Dataset entries
§

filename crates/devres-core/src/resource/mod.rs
//! Resources that can write themselves into a sink or a response.
//!
//! [`RemoteResource`] serves from the live asset server and hands off to a
//! bundled resource ([`FileResource`], [`MemoryResource`]) when the server
//! cannot be reached.

mod local;
mod remote;
mod response;

pub use local::{FileResource, MemoryResource};
pub use remote::{FetchOutcome, RemoteResource};
pub use response::{BufferedResponse, ResponseContext, ServeRequest, WriteResponse};

use std::io::Write;

use crate::error::DownloadError;

/// Something that can produce the bytes of one asset.
///
/// Implementations are shared between concurrently served requests.
pub trait DownloadableResource: Send + Sync {
    /// Content type to announce; may be empty.
    fn content_type(&self) -> &str;

    /// Whether the client copy is stale. Resources here are never cached.
    fn is_resource_modified(&self, _request: &ServeRequest) -> bool {
        true
    }

    /// Write the whole resource into `sink`.
    fn stream_to(&self, sink: &mut dyn Write) -> Result<(), DownloadError>;

    /// Write the resource into `response`, setting its content type when non-blank.
    fn serve_resource(
        &self,
        _request: &ServeRequest,
        response: &mut dyn ResponseContext,
    ) -> Result<(), DownloadError> {
        let content_type = self.content_type();
        if !content_type.trim().is_empty() {
            response.set_content_type(content_type);
        }
        let sink = response.output_sink().map_err(DownloadError::Sink)?;
        self.stream_to(sink)
    }
}

/// Flush `sink`, logging instead of failing.
pub(crate) fn flush_quietly(sink: &mut dyn Write) {
    if let Err(e) = sink.flush() {
        tracing::debug!("error flushing output stream: {}", e);
    }
}
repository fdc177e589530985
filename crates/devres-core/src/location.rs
//! Logical identity of a requested static asset.

use std::fmt;

/// Path and content type of an asset, as registered by the host.
///
/// `path` is appended verbatim to the base URL, so it should start with the
/// separator the asset server expects (usually `/`).
#[derive(Debug, Clone, PartialEq, Eq)]
pub struct ResourceLocation {
    path: String,
    content_type: String,
}

impl ResourceLocation {
    pub fn new(path: impl Into<String>, content_type: impl Into<String>) -> Self {
        Self {
            path: path.into(),
            content_type: content_type.into(),
        }
    }

    pub fn path(&self) -> &str {
        &self.path
    }

    /// Content type; may be empty.
    pub fn content_type(&self) -> &str {
        &self.content_type
    }
}

impl fmt::Display for ResourceLocation {
    fn fmt(&self, f: &mut fmt::Formatter<'_>) -> fmt::Result {
        write!(f, "Resource: {} ({})", self.path, self.content_type)
    }
}
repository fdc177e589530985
//! Fatal serving errors.

use crate::transport::TransferError;
use thiserror::Error;

/// A resource could not be delivered and no fallback is possible.
#[derive(Debug, Error)]
pub enum DownloadError {
    /// The response did not hand out an output sink.
    #[error("failed to obtain output sink: {0}")]
    Sink(#[source] std::io::Error),
    /// A bundled resource could not be read.
    #[error("failed to read {path}: {source}")]
    Source {
        path: String,
        #[source]
        source: std::io::Error,
    },
    /// Copying bytes into the sink failed after writing had begun.
    #[error("failed to copy resource into sink: {0}")]
    Copy(#[source] std::io::Error),
    /// The remote transfer broke after the response was opened.
    #[error("transfer from {url} failed: {source}")]
    Transfer {
        url: String,
        #[source]
        source: TransferError,
    },
}
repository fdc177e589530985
//! Base URL of the live asset server.
//!
//! Lookup is pure: the environment is only one possible `lookup`, so callers
//! and tests can pass their own.

use crate::config::DevresConfig;

/// Environment key holding the live asset server origin (scheme, host, optional port).
pub const BASE_URL_KEY: &str = "EVERIT_DEV_RESOURCE_PROVIDER_URL";

/// Origin used when nothing is configured.
pub const DEFAULT_BASE_URL: &str = "http://localhost:9990";

/// Resolve the base URL through `lookup`, falling back to [`DEFAULT_BASE_URL`].
///
/// The value is not validated; a malformed origin shows up later as a fetch failure.
pub fn resolve_with<F>(lookup: F) -> String
where
    F: Fn(&str) -> Option<String>,
{
    lookup(BASE_URL_KEY).unwrap_or_else(|| DEFAULT_BASE_URL.to_string())
}

/// Resolve the base URL from the process environment.
pub fn resolve() -> String {
    resolve_with(|key| std::env::var(key).ok())
}

/// Environment first, then `base_url` from the config file, then the default.
pub fn resolve_layered(cfg: &DevresConfig) -> String {
    resolve_layered_with(cfg, |key| std::env::var(key).ok())
}

pub(crate) fn resolve_layered_with<F>(cfg: &DevresConfig, lookup: F) -> String
where
    F: Fn(&str) -> Option<String>,
{
    resolve_with(|key| lookup(key).or_else(|| cfg.base_url.clone()))
}

#[cfg(test)]
mod tests {
    use super::*;

    #[test]
    fn key_matches_deployed_variable() {
        assert_eq!(BASE_URL_KEY, "EVERIT_DEV_RESOURCE_PROVIDER_URL");
        let url = resolve_with(|key| {
            (key == "EVERIT_DEV_RESOURCE_PROVIDER_URL").then(|| "http://h:1".to_string())
        });
        assert_eq!(url, "http://h:1");
    }

    #[test]
    fn unset_key_yields_default() {
        assert_eq!(resolve_with(|_| None), "http://localhost:9990");
    }

    #[test]
    fn set_key_is_returned_verbatim() {
        let url = resolve_with(|key| {
            assert_eq!(key, BASE_URL_KEY);
            Some("http://127.0.0.1:3000".to_string())
        });
        assert_eq!(url, "http://127.0.0.1:3000");
    }

    #[test]
    fn malformed_value_is_not_validated() {
        assert_eq!(resolve_with(|_| Some("not a url".into())), "not a url");
    }

    #[test]
    fn layered_env_wins_over_config() {
        let cfg = DevresConfig {
            base_url: Some("http://from-config:1".into()),
            ..DevresConfig::default()
        };
        let url = resolve_layered_with(&cfg, |_| Some("http://from-env:2".into()));
        assert_eq!(url, "http://from-env:2");
    }

    #[test]
    fn layered_config_used_when_env_unset() {
        let cfg = DevresConfig {
            base_url: Some("http://from-config:1".into()),
            ..DevresConfig::default()
        };
        assert_eq!(resolve_layered_with(&cfg, |_| None), "http://from-config:1");
        assert_eq!(
            resolve_layered_with(&DevresConfig::default(), |_| None),
            DEFAULT_BASE_URL
        );
    }
}
//! CLI parse tests.

use super::{Cli, CliCommand};
use clap::Parser;

pub(super) fn parse(args: &[&str]) -> CliCommand {
    let cli = Cli::try_parse_from(args).unwrap();
    cli.command
}
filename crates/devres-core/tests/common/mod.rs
pub mod asset_server;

§

Extract from the records above the lines from the one containing "writing had begun." to the one containing "response was opened.", both lines included, exactly as they appear and with nothing else.

    /// Copying bytes into the sink failed after writing had begun.
    #[error("failed to copy resource into sink: {0}")]
    Copy(#[source] std::io::Error),
    /// The remote transfer broke after the response was opened.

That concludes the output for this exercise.